Боб, проводив его взглядом, повернулся взглянуть на Центр и увидел Марию, которая стояла у окна в своем кабинете. Она вскинула руки ладонями вверх: как все прошло? Боб повертел запястьем: дескать, сносно прошло, и пошевелил пальцами: пойду-ка пройдусь. Мария кивнула, и Боб отправился кружить по кварталу, размышляя и поражаясь тому, что произошло и чего не случилось.
* * *
Жизнь в центре Гэмбелла – Рида шла своим чередом.

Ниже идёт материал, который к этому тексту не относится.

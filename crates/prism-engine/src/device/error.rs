use thiserror::Error;

use super::ShaderModel;

/// Failure while creating or resetting the graphics device.
#[derive(Debug, Error)]
pub enum DeviceError {
    #[error("failed to create window surface: {0}")]
    CreateSurface(#[from] wgpu::CreateSurfaceError),

    #[error("no suitable GPU adapter: {0}")]
    Adapter(#[from] wgpu::RequestAdapterError),

    #[error("failed to create device: {0}")]
    RequestDevice(#[from] wgpu::RequestDeviceError),

    #[error("adapter supports shader model {found:?}, {required:?} is required")]
    ShaderModelUnsupported {
        required: ShaderModel,
        found: ShaderModel,
    },

    #[error("surface reports no supported formats")]
    NoSurfaceFormat,

    #[error("surface is unavailable ({width}x{height}); cannot reset")]
    SurfaceUnavailable { width: u32, height: u32 },
}

/// Failure while allocating the static buffers or material textures.
#[derive(Debug, Error)]
pub enum BufferError {
    #[error("{label} needs {size} bytes; device allows {limit}")]
    TooLarge {
        label: &'static str,
        size: u64,
        limit: u64,
    },

    #[error("texture {width}x{height} exceeds the device limit of {limit}")]
    TextureTooLarge { width: u32, height: u32, limit: u32 },

    #[error("device unavailable during buffer setup")]
    DeviceUnavailable,
}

Дерево за окном Боба разрослось, полностью заслонив вид. Лето выдалось жарким, часто жарким невыносимо, так как в здании не было центрального кондиционирования воздуха. Боб добавил свой голос к хору жалоб, на что Мария сказала ему: “Мы все здесь страдаем, Боб”. Боб указал, что ей платят за то, чтобы она страдала, и Мария сообщила, сколько ей платят, что действенно положило конец разговору. Боб ходил в футболке и спал с открытым окном. Ночью прохладный ветер шелестел листьями дерева и обдувал Боба, пока он спал. Утром жара возвращалась. Лайнус сменил свой огромный берет на бейсболку с сетчатой спинкой и встроенным в козырек вентилятором на батарейке. Джилл единственная была за жару.
– Мне надо было родиться ящеркой и греться на камне, – сказала она.
– Ну, в некотором смысле тебе это удалось, – поведал ей Лайнус.
Пришли дожди, наступила осень, листья на дереве Боба окрасились в неописуемые цвета и опали, вернув ему вид на тротуар.
В голове не укладывалось, что прошел всего год с тех пор, как он предпринял провальную попытку наладить связь между обитателями Центра и “Черным котом” Эдгара По, но вот снова пришел Хэллоуин, и по этому случаю устроили празднество, и Боб нарядился неторопливым вампиром. Мария сказала, что он выглядел бы еще шикарней, если б двигался постремительней, так, чтобы плащ взлетал у него за спиной; но он, по его словам, двигался так быстро, как ему хотелось или моглось. Имелась еще и пара пластмассовых вампирских клыков, но он носил их недолго, от них десны болели. Мария оделась каторжницей с пластмассовым ядром на цепи, которое она раскручивала над головой, чтобы было смешнее. Лайнус выступил школьным выпускником в квадратной шапочке и черной шелковой мантии, а в руке он держал бумажный лист, свернутый в трубочку и перевязанный голубой лентой.